Technology has evolved so much as to clone animals. But, what about human cloning? Is it really possible to create humans in lab? Or is it that technology has not advanced to that level..?

Why cant it be attempted..?

  • 2
    $\begingroup$ This is mainly not a technical, but a severe ethical problem. $\endgroup$
    – Chris
    Oct 4 '14 at 7:44
  • $\begingroup$ As Chris said, it is possible to clone a human but there are ethical issues. $\endgroup$
    Oct 4 '14 at 8:02
  • 1
    $\begingroup$ generally people are pretty scared of what science can do because they don't understand the risks and benefits properly - look at a lot of GM food and the sacremongering that goes on. I doubt we'll be able to convince many that cloning should be tried with humans any time in the next 50 years! $\endgroup$
    – rg255
    Oct 4 '14 at 15:31
  • $\begingroup$ @AbhishekK I tend to differ. Not everything which is technically possible should be done from an ethical point of view. And ethics are clearly not hindering the scientific development. $\endgroup$
    – Chris
    Oct 5 '14 at 9:03
  • $\begingroup$ I think even with a dedicated human cloning project one would be several years away from success, after all cloning tetra wasn't easy. I agree with Chris that ethical concerns are not hindering research, but rather help focus it when used correctly. I can think plenty of recombinant viruses that should not be made for ethical reasons as a less controversial example. $\endgroup$
    – Atl LED
    Oct 7 '14 at 0:15

Cloning of animals typically involves:

  • Taking nucleus from healthy adult cell of animal to clone
  • Taking a healthy egg and replace the egg's nucleus with nucleus from source animal.
  • Implanting egg in female, stimulating the pregnancy process.
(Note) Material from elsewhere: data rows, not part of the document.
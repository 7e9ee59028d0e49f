use crate::constants::{
    DEFAULT_CONTAINER, DEFAULT_INPUT_PREFIX, DEFAULT_OUTPUT_PREFIX, DEFAULT_TARGET_SIDE,
};

/// クロップパイプラインの設定
///
/// 元は埋め込み定数だった値を明示的な設定として外部化したもの。
/// バッチ処理の構築時に渡す
#[derive(Debug, Clone)]
pub struct CropConfig {
    /// 出力先コンテナ名
    pub container: String,
    /// 入力キープレフィックス
    pub input_prefix: String,
    /// 出力キープレフィックス
    pub output_prefix: String,
    /// クロップ後の正方形の一辺（px）
    pub target_side: u32,
}

impl Default for CropConfig {
    fn default() -> Self {
        Self {
            container: DEFAULT_CONTAINER.to_string(),
            input_prefix: DEFAULT_INPUT_PREFIX.to_string(),
            output_prefix: DEFAULT_OUTPUT_PREFIX.to_string(),
            target_side: DEFAULT_TARGET_SIDE,
        }
    }
}

impl CropConfig {
    /// 環境変数から CropConfig を作成する
    ///
    /// 任意の環境変数（未設定時はデフォルト値）:
    /// - TARGET_CONTAINER
    /// - INPUT_PREFIX
    /// - OUTPUT_PREFIX
    /// - TARGET_SIDE
    pub fn from_env() -> Result<Self, String> {
        let defaults = Self::default();

        let container = std::env::var("TARGET_CONTAINER").unwrap_or(defaults.container);
        let input_prefix = std::env::var("INPUT_PREFIX").unwrap_or(defaults.input_prefix);
        let output_prefix = std::env::var("OUTPUT_PREFIX").unwrap_or(defaults.output_prefix);

        let target_side = match std::env::var("TARGET_SIDE") {
            Ok(value) => value
                .parse::<u32>()
                .map_err(|_| format!("TARGET_SIDE must be a positive integer, got {value}"))?,
            Err(_) => defaults.target_side,
        };

        // 一辺は正の整数のみ
        if target_side == 0 {
            return Err("TARGET_SIDE must be a positive integer, got 0".to_string());
        }

        Ok(Self {
            container,
            input_prefix,
            output_prefix,
            target_side,
        })
    }
}

#[cfg(test)]
mod tests {
    use super::*;

    #[test]
    fn test_default_config() {
        let config = CropConfig::default();

        assert_eq!(config.container, "photos");
        assert_eq!(config.input_prefix, "input/");
        assert_eq!(config.output_prefix, "output/");
        assert_eq!(config.target_side, 600);
    }
}
use thiserror::Error;

/// クロップパイプラインの統合エラー型
#[derive(Debug, Error)]
pub enum PipelineError {
    #[error("decode error: {0}")]
    Decode(#[from] DecodeError),

    #[error("geometry error: {0}")]
    Geometry(#[from] GeometryError),

    #[error("encode error: {0}")]
    Encode(#[from] EncodeError),

    #[error("storage error: {0}")]
    Storage(#[from] StorageError),
}

/// 画像デコードエラー
#[derive(Debug, Error)]
pub enum DecodeError {
    /// フォーマットを判定できない場合は即時に失敗させる
    #[error("image format could not be determined")]
    UnknownFormat,

    #[error("decode failed: {0}")]
    Corrupt(String),
}

/// クロップ矩形エラー
#[derive(Debug, Error)]
pub enum GeometryError {
    #[error(
        "crop rectangle ({x}, {y}) {width}x{height} is outside the {source_width}x{source_height} source"
    )]
    OutOfBounds {
        x: i64,
        y: i64,
        width: u32,
        height: u32,
        source_width: u32,
        source_height: u32,
    },
}

/// 画像エンコードエラー
#[derive(Debug, Error)]
#[error("{0}")]
pub struct EncodeError(pub String);

/// ストレージアクセスエラー
///
/// NotFound（オブジェクト不在）と Transient（I/O 起因、再配信で回復し得る）を区別する
#[derive(Debug, Error)]
pub enum StorageError {
    #[error("object not found: {container}/{key}")]
    NotFound { container: String, key: String },

    #[error("storage error: {0}")]
    Transient(String),
}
This same process should work on humans BUT:

  • "Is it really possible to create humans in lab?" No. Animal cloning doesn't work this way, so human cloning wouldn't either. Animals aren't "created" in lab. The one artificial step is the modifying the nucleus of the egg cell before the pregnancy process initiates. The rest of the egg->embryo->infant pregnancy process is traditional nature and there is no working lab process available to replace natural pregnancies.

  • Cloning animals is very high risk, it involves lots of trial and error, and involves lots of mistakes, botched pregnancies, abortions, and birth defects. The core concept of replacing the nucleus in an egg cell makes sense, but the practical reality of that procedure involves cell damage and pregnancy risks. With non-human animals, no one cares. With humans, purposefully causing lots of botched pregnancies, miscarriages, and birth defects will make most people squeamish.
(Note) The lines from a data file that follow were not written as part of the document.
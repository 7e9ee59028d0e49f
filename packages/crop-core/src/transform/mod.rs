pub mod crop;
pub mod decode;
pub mod encode;
pub mod geometry;

pub use crop::crop_image;
pub use decode::decode_image;
pub use encode::encode_image;
pub use geometry::{CropRect, compute_crop_rect};
use serde::Deserialize;

/// オブジェクト作成イベントのエンベロープ（S3 互換の通知形式）
#[derive(Debug, Deserialize)]
pub struct ObjectCreatedEvent {
    #[serde(rename = "Records", default)]
    pub records: Vec<EventRecord>,
}

#[derive(Debug, Deserialize)]
pub struct EventRecord {
    pub s3: Option<S3Entity>,
}

#[derive(Debug, Deserialize)]
pub struct S3Entity {
    pub bucket: S3Bucket,
    pub object: S3Object,
}

#[derive(Debug, Deserialize)]
pub struct S3Bucket {
    pub name: String,
}

#[derive(Debug, Deserialize)]
pub struct S3Object {
    pub key: String,
}

/// バッチ内の1件の通知
#[derive(Debug, Clone)]
pub struct Notification {
    /// 作成元コンテナ名
    pub container: String,
    /// オブジェクトキー（デコード済み）
    pub key: String,
}

impl ObjectCreatedEvent {
    /// レコードを到着順の Notification に変換する
    ///
    /// s3 エンティティを持たないレコードは読み飛ばす。
    /// キーはエンベロープ内で URL エンコードされているためデコードする
    pub fn notifications(&self) -> Vec<Notification> {
        self.records
            .iter()
            .filter_map(|record| record.s3.as_ref())
            .map(|s3| Notification {
                container: s3.bucket.name.clone(),
                key: decode_key(&s3.object.key),
            })
            .collect()
    }
}

fn decode_key(key: &str) -> String {
    match urlencoding::decode(key) {
        Ok(decoded) => decoded.into_owned(),
        // デコードできないキーは原文のまま扱う
        Err(_) => key.to_string(),
    }
}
  • Donor Eggs: If the process worked perfectly, a single donor egg would suffice. Since the process doesn't work perfectly, many donor eggs are required. Getting those donor eggs is a very invasive process that I would not want my wife, sisters, or daughters to subject themselves to. With lab animals, who cares, scientists can be as invasive as they want, and harvest all the eggs that they need. Humans have rights which really impedes this type of risky work.
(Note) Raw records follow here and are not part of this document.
use crate::errors::StorageError;
use crate::storage::ObjectStore;
use async_trait::async_trait;
use bytes::Bytes;
use reqwest::Client;

/// オブジェクトストアの HTTP ゲートウェイクライアント
///
/// `{base_url}/{container}/{key}` に対してオブジェクトの取得・書き込みを行う
#[derive(Clone)]
pub struct StorageHttpClient {
    client: Client,
    base_url: String,
}

impl StorageHttpClient {
    /// 新しい StorageHttpClient を作成する
    pub fn new(base_url: String) -> Self {
        Self {
            client: Client::new(),
            base_url: base_url.trim_end_matches('/').to_string(),
        }
    }

    /// 環境変数から StorageHttpClient を作成する
    ///
    /// 必須の環境変数:
    /// - STORAGE_URL
    pub fn from_env() -> Result<Self, String> {
        let base_url =
            std::env::var("STORAGE_URL").map_err(|_| "STORAGE_URL is not set".to_string())?;

        Ok(Self::new(base_url))
    }

    fn object_url(&self, container: &str, key: &str) -> String {
        format!("{}/{}/{}", self.base_url, container, key)
    }
}

#[async_trait]
impl ObjectStore for StorageHttpClient {
    async fn get_object(&self, container: &str, key: &str) -> Result<Bytes, StorageError> {
        let url = self.object_url(container, key);

        let response = self
            .client
            .get(&url)
            .send()
            .await
            .map_err(|e| StorageError::Transient(e.to_string()))?;

        match response.status() {
            status if status.is_success() => {}
            reqwest::StatusCode::NOT_FOUND => {
                return Err(StorageError::NotFound {
                    container: container.to_string(),
                    key: key.to_string(),
                });
            }
            status => {
                tracing::error!(container = %container, key = %key, status = %status, "unexpected response from storage");
                return Err(StorageError::Transient(format!(
                    "unexpected status: {status}"
                )));
            }
        }

        let data = response
            .bytes()
            .await
            .map_err(|e| StorageError::Transient(e.to_string()))?;

        Ok(data)
    }

    async fn put_object(
        &self,
        container: &str,
        key: &str,
        body: Bytes,
        content_type: &str,
    ) -> Result<(), StorageError> {
        let url = self.object_url(container, key);

        let response = self
            .client
            .put(&url)
            .header(reqwest::header::CONTENT_TYPE, content_type)
            .body(body)
            .send()
            .await
            .map_err(|e| StorageError::Transient(e.to_string()))?;

        let status = response.status();
        if !status.is_success() {
            tracing::error!(container = %container, key = %key, status = %status, "storage write rejected");
            return Err(StorageError::Transient(format!(
                "unexpected status: {status}"
            )));
        }

        Ok(())
    }
}

#[cfg(test)]
mod tests {
    use super::*;

    #[test]
    fn test_new_client() {
        let client = StorageHttpClient::new("https://storage.example.com/".to_string());

        // 末尾のスラッシュが削除される
        assert_eq!(client.base_url, "https://storage.example.com");
    }

    #[test]
    fn test_object_url() {
        let client = StorageHttpClient::new("https://storage.example.com".to_string());

        assert_eq!(
            client.object_url("photos", "input/photo.png"),
            "https://storage.example.com/photos/input/photo.png"
        );
    }

    #[test]
    fn test_from_env_missing_vars() {
        // 環境変数が設定されていない場合はエラー
        let result = StorageHttpClient::from_env();
        assert!(result.is_err());
    }
}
Today, cloning humans is possible, but at prohibitively high cost and risk. It is inevitably going to happen, but the costs and risks will impede its popularity. Process improvements that deliver more safety and reliability will allow human cloning to become more popular.

UPDATE: "Why cant it be attempted..?" It definitely is being attempted. Panayiotis Zavos is one doctor who has been very public about his attempts to clone humans:

"In April 2009, he claimed to have cloned 14 human embryos and transferred 11 of those to wombs."

AFAIK, none of these efforts led to a live birth. I'm sure other doctors have attempted and even more are considering it and waiting until it's a little more practical and realistic.